→ **PROBLEM TO SOLVE**:
Would you reproduce exactly the lines below from the one holding "the value does" through the one holding "receive. They must", inclusive, and no others?

→ **PROVIDED INFORMATION**:

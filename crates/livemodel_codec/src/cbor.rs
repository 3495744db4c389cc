//! CBOR handling for structured field values.
//!
//! Fields of type [`FieldType::Other`](crate::FieldType::Other) holding
//! arrays or maps are stored as CBOR blobs. This module also bridges serde
//! types to [`Value`] so applications can keep their own structs in such
//! fields.

use crate::error::{CodecError, CodecResult};
use crate::value::Value;
use ciborium::value::{Integer, Value as CborValue};
use serde::de::DeserializeOwned;
use serde::Serialize;

/// Encode a value to CBOR bytes.
///
/// # Errors
///
/// Returns an error if the writer fails.
pub fn to_cbor(value: &Value) -> CodecResult<Vec<u8>> {
    let mut bytes = Vec::new();
    ciborium::ser::into_writer(&to_cbor_value(value), &mut bytes)
        .map_err(|e| CodecError::encoding_failed(e.to_string()))?;
    Ok(bytes)
}

/// Decode a value from CBOR bytes.
///
/// # Errors
///
/// Returns an error if the bytes are not valid CBOR or use an integer
/// outside the `i64` range.
pub fn from_cbor(bytes: &[u8]) -> CodecResult<Value> {
    let decoded: CborValue = ciborium::de::from_reader(bytes)
        .map_err(|e| CodecError::decoding_failed(e.to_string()))?;
    from_cbor_value(decoded)
}

fn to_cbor_value(value: &Value) -> CborValue {
    match value {
        Value::Null => CborValue::Null,
        Value::Bool(b) => CborValue::Bool(*b),
        Value::Integer(n) => CborValue::Integer(Integer::from(*n)),
        Value::Real(n) => CborValue::Float(*n),
        Value::Text(s) => CborValue::Text(s.clone()),
        Value::Bytes(b) => CborValue::Bytes(b.clone()),
        Value::Array(items) => CborValue::Array(items.iter().map(to_cbor_value).collect()),
        Value::Map(pairs) => CborValue::Map(
            pairs
                .iter()
                .map(|(k, v)| (to_cbor_value(k), to_cbor_value(v)))
                .collect(),
        ),
    }
}

fn from_cbor_value(value: CborValue) -> CodecResult<Value> {
    Ok(match value {
        CborValue::Null => Value::Null,
        CborValue::Bool(b) => Value::Bool(b),
        CborValue::Integer(n) => {
            let wide = i128::from(n);
            let narrow = i64::try_from(wide)
                .map_err(|_| CodecError::decoding_failed(format!("integer {wide} out of range")))?;
            Value::Integer(narrow)
        }
        CborValue::Float(n) => Value::Real(n),
        CborValue::Text(s) => Value::Text(s),
        CborValue::Bytes(b) => Value::Bytes(b),
        CborValue::Tag(_, inner) => from_cbor_value(*inner)?,
        CborValue::Array(items) => Value::Array(
            items
                .into_iter()
                .map(from_cbor_value)
                .collect::<CodecResult<_>>()?,
        ),
        CborValue::Map(pairs) => Value::map(
            pairs
                .into_iter()
                .map(|(k, v)| Ok((from_cbor_value(k)?, from_cbor_value(v)?)))
                .collect::<CodecResult<_>>()?,
        ),
        other => {
            return Err(CodecError::decoding_failed(format!(
                "unsupported CBOR item: {other:?}"
            )))
        }
    })
}

impl Value {
    /// Converts any serde-serializable value into a [`Value`].
    ///
    /// # Errors
    ///
    /// Returns an error if serialization fails.
    pub fn from_serializable<T: Serialize + ?Sized>(value: &T) -> CodecResult<Self> {
        let cbor = CborValue::serialized(value)
            .map_err(|e| CodecError::encoding_failed(e.to_string()))?;
        from_cbor_value(cbor)
    }

    /// Converts this value into a serde-deserializable type.
    ///
    /// # Errors
    ///
    /// Returns an error if the value does not have the shape `T` expects.
    pub fn deserialize_into<T: DeserializeOwned>(&self) -> CodecResult<T> {
        to_cbor_value(self)
            .deserialized()
            .map_err(|e| CodecError::decoding_failed(e.to_string()))
    }
}
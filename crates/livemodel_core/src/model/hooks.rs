//! Per-model behavior hooks.

use crate::error::{CoreError, CoreResult};
use crate::instance::Instance;
use crate::types::Key;
use livemodel_codec::{CodecResult, FieldInfo, FieldType, RowCodec, Value};
use rand::Rng;

/// Customization points for one model.
///
/// Every method has a permissive default, so models without custom
/// behavior use [`DefaultHooks`]. Hooks are called without any internal
/// lock held and may read or modify the instance they receive. They must
/// not save, delete or reload that same instance.
///
/// # Example
///
/// ```rust
/// use livemodel_core::{CoreResult, Instance, ModelHooks};
/// use livemodel_codec::Value;
///
/// struct KeepLocal;
///
/// impl ModelHooks for KeepLocal {
///     fn resolve_conflict(
///         &self,
///         instance: &Instance,
///         field: &str,
///         _database_value: &Value,
///     ) -> CoreResult<Value> {
///         instance.get(field)
///     }
/// }
/// ```
pub trait ModelHooks: Send + Sync {
    /// Called once when an instance is first loaded or created.
    fn did_init(&self, _instance: &Instance) {}

    /// Approves inserting a new instance. May adjust fields first.
    fn should_insert(&self, _instance: &Instance) -> bool {
        true
    }

    /// Approves updating an existing instance. May adjust fields first.
    fn should_update(&self, _instance: &Instance) -> bool {
        true
    }

    /// Approves deleting an instance.
    fn should_delete(&self, _instance: &Instance) -> bool {
        true
    }

    /// Called after a successful insert.
    fn did_insert(&self, _instance: &Instance) {}

    /// Called after a successful update.
    fn did_update(&self, _instance: &Instance) {}

    /// Called after a successful delete.
    fn did_delete(&self, _instance: &Instance) {}

    /// Called when a `should_*` hook vetoed a save or delete.
    fn save_was_refused(&self, _instance: &Instance) {}

    /// Called when the statement channel rejected a save or delete.
    fn save_did_fail(&self, _instance: &Instance, _error: &CoreError) {}

    /// Produces a primary key for a new instance.
    ///
    /// The runtime retries with fresh keys while the result is already in
    /// use, and gives up after
    /// [`MAX_KEY_GENERATION_ATTEMPTS`](crate::MAX_KEY_GENERATION_ATTEMPTS).
    fn primary_key_for_new_instance(&self, field: &FieldInfo) -> Key {
        default_primary_key(field)
    }

    /// Converts a field value to its stored form.
    ///
    /// # Errors
    ///
    /// Returns an error if the value cannot be stored.
    fn serialized_value(
        &self,
        field: &FieldInfo,
        value: &Value,
        codec: &dyn RowCodec,
    ) -> CodecResult<Value> {
        codec.encode(value, field)
    }

    /// Converts a stored column value to the field's value.
    ///
    /// # Errors
    ///
    /// Returns an error if the stored value cannot be represented.
    fn unserialized_value(
        &self,
        field: &FieldInfo,
        raw: Value,
        codec: &dyn RowCodec,
    ) -> CodecResult<Value> {
        codec.decode(raw, field)
    }

    /// Picks the value of a field that was edited locally and changed in
    /// the database at the same time.
    ///
    /// The default refuses to choose, which aborts the reload.
    ///
    /// # Errors
    ///
    /// The default returns [`CoreError::UnresolvedConflict`].
    fn resolve_conflict(
        &self,
        instance: &Instance,
        field: &str,
        _database_value: &Value,
    ) -> CoreResult<Value> {
        Err(CoreError::UnresolvedConflict {
            model: instance.model_name().to_string(),
            key: instance.key().clone(),
            field: field.to_string(),
        })
    }
}

/// Hooks with every default in place.
#[derive(Debug, Clone, Copy, Default)]
pub struct DefaultHooks;

impl ModelHooks for DefaultHooks {}

/// The default primary-key generator: a random UUID for text keys, a
/// random positive integer otherwise.
pub fn default_primary_key(field: &FieldInfo) -> Key {
    match field.field_type {
        FieldType::Text => Key::from(uuid::Uuid::new_v4()),
        _ => Key::Integer(rand::thread_rng().gen_range(1..=i64::MAX)),
    }
}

→ **TASK SOLUTION**:
    /// Returns an error if the value does not have the shape `T` expects.
    pub fn deserialize_into<T: DeserializeOwned>(&self) -> CodecResult<T> {
        to_cbor_value(self)
            .deserialized()
            .map_err(|e| CodecError::decoding_failed(e.to_string()))
    }
}
filename crates/livemodel_core/src/model/hooks.rs
//! Per-model behavior hooks.

use crate::error::{CoreError, CoreResult};
use crate::instance::Instance;
use crate::types::Key;
use livemodel_codec::{CodecResult, FieldInfo, FieldType, RowCodec, Value};
use rand::Rng;

/// Customization points for one model.
///
/// Every method has a permissive default, so models without custom
/// behavior use [`DefaultHooks`]. Hooks are called without any internal
/// lock held and may read or modify the instance they receive. They must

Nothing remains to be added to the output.